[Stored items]
* * * * * * * * *
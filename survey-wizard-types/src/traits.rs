use async_trait::async_trait;

use crate::{FieldName, IndicatorId, PageId, SubmissionOutcome, SubmissionPayload};

/// Top-level page visibility.
pub trait PageView {
    /// Show or hide a page. A shown page also carries the "active" marker used
    /// for transition styling.
    fn set_page_visible(&mut self, page: PageId, visible: bool);

    /// Toggle the page-level landing presentation mode.
    fn set_landing_mode(&mut self, enabled: bool);
}

/// Step visibility and the progress indicator.
pub trait StepView {
    /// Mark a step active (visible) or inactive.
    fn set_step_active(&mut self, index: usize, active: bool);

    /// Set the progress indicator, as a percentage in `0.0..=100.0`.
    fn set_progress(&mut self, percent: f64);

    /// Reset the scroll position to the top of the page.
    fn scroll_to_top(&mut self);
}

/// Per-field error capabilities.
///
/// Validators only ever talk to inputs through this trait, so they can run
/// without a rendering surface.
pub trait FieldView {
    /// Show or hide a dedicated error indicator.
    fn set_indicator(&mut self, indicator: &IndicatorId, visible: bool);

    /// Whether this surface can display `indicator`.
    ///
    /// Checked once when the wizard is built.
    fn has_indicator(&self, _indicator: &IndicatorId) -> bool {
        true
    }

    /// Add or remove the invalid marking of an input.
    fn set_field_invalid(&mut self, field: &FieldName, invalid: bool);

    /// Trigger the input's native validity report (e.g. a "please fill in
    /// this field" bubble).
    fn report_validity(&mut self, field: &FieldName);

    /// Show or hide an input.
    fn set_field_visible(&mut self, field: &FieldName, visible: bool);

    /// Move keyboard focus to an input.
    fn focus(&mut self, field: &FieldName);
}

/// The submit affordance and the views that follow a submission.
pub trait SubmitView {
    /// Enable or disable the submit button and set its label.
    fn set_submit(&mut self, enabled: bool, label: &str);

    /// Show a transport error message, or hide the message region with `None`.
    fn set_transport_error(&mut self, message: Option<&str>);

    /// Hide the form and the progress indicator and reveal the success view.
    fn show_success(&mut self);
}

/// A complete presentation surface.
pub trait Surface: PageView + StepView + FieldView + SubmitView {}

impl<T: PageView + StepView + FieldView + SubmitView> Surface for T {}

/// The persisted, user-navigable location token (e.g. a URL fragment).
pub trait Location {
    /// The live token, `""` when absent.
    fn token(&self) -> &str;

    /// Navigate to `token`, adding a history entry.
    fn push(&mut self, token: &str);

    /// Rewrite the live token in place, without adding a history entry.
    fn replace(&mut self, token: &str);
}

/// The remote endpoint that receives the finished survey.
///
/// Implementations perform exactly one request per call and never retry.
/// Every failure, including transport errors, is reported as an outcome.
#[async_trait]
pub trait Submitter {
    /// Send `payload` as the entire request body.
    async fn submit(&self, payload: &SubmissionPayload) -> SubmissionOutcome;
}

#[async_trait]
impl<T: Submitter + Sync + ?Sized> Submitter for Box<T> {
    async fn submit(&self, payload: &SubmissionPayload) -> SubmissionOutcome {
        (**self).submit(payload).await
    }
}
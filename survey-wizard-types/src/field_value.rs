/// The current value held by one named input.
///
/// Values are owned by the document the user edits. Validators and the
/// submission coordinator only read them.
#[derive(Debug, Clone, PartialEq, Eq)]
pub enum FieldValue {
    /// Raw text of a free-text, email, number, or multi-line input.
    Text(String),

    /// The option picked in a dropdown or radio group, if any.
    Choice(Option<String>),

    /// The checked members of a checkbox group, in document order.
    Checked(Vec<String>),
}

impl FieldValue {
    /// Check if the input holds nothing the user entered or picked.
    pub fn is_empty(&self) -> bool {
        match self {
            Self::Text(text) => text.is_empty(),
            Self::Choice(choice) => choice.is_none(),
            Self::Checked(checked) => checked.is_empty(),
        }
    }

    /// Try to get this value as text.
    pub fn as_text(&self) -> Option<&str> {
        match self {
            Self::Text(text) => Some(text),
            _ => None,
        }
    }

    /// Try to get the picked option.
    pub fn as_choice(&self) -> Option<&str> {
        match self {
            Self::Choice(choice) => choice.as_deref(),
            _ => None,
        }
    }

    /// Try to get the checked members of a checkbox group.
    pub fn as_checked(&self) -> Option<&[String]> {
        match self {
            Self::Checked(checked) => Some(checked),
            _ => None,
        }
    }

    /// Get the type name of this value for error messages.
    pub fn type_name(&self) -> &'static str {
        match self {
            Self::Text(_) => "Text",
            Self::Choice(_) => "Choice",
            Self::Checked(_) => "Checked",
        }
    }
}

impl From<String> for FieldValue {
    fn from(s: String) -> Self {
        Self::Text(s)
    }
}

impl From<&str> for FieldValue {
    fn from(s: &str) -> Self {
        Self::Text(s.to_string())
    }
}

impl From<Option<String>> for FieldValue {
    fn from(choice: Option<String>) -> Self {
        Self::Choice(choice)
    }
}

impl From<Vec<String>> for FieldValue {
    fn from(checked: Vec<String>) -> Self {
        Self::Checked(checked)
    }
}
* * * * * * * * *
▸ WORK REQUEST
Scan the entries for the word "presentation". Report each line that has it.

▸ OUTPUT OF THE TASK
    /// Toggle the page-level landing presentation mode.
/// A complete presentation surface.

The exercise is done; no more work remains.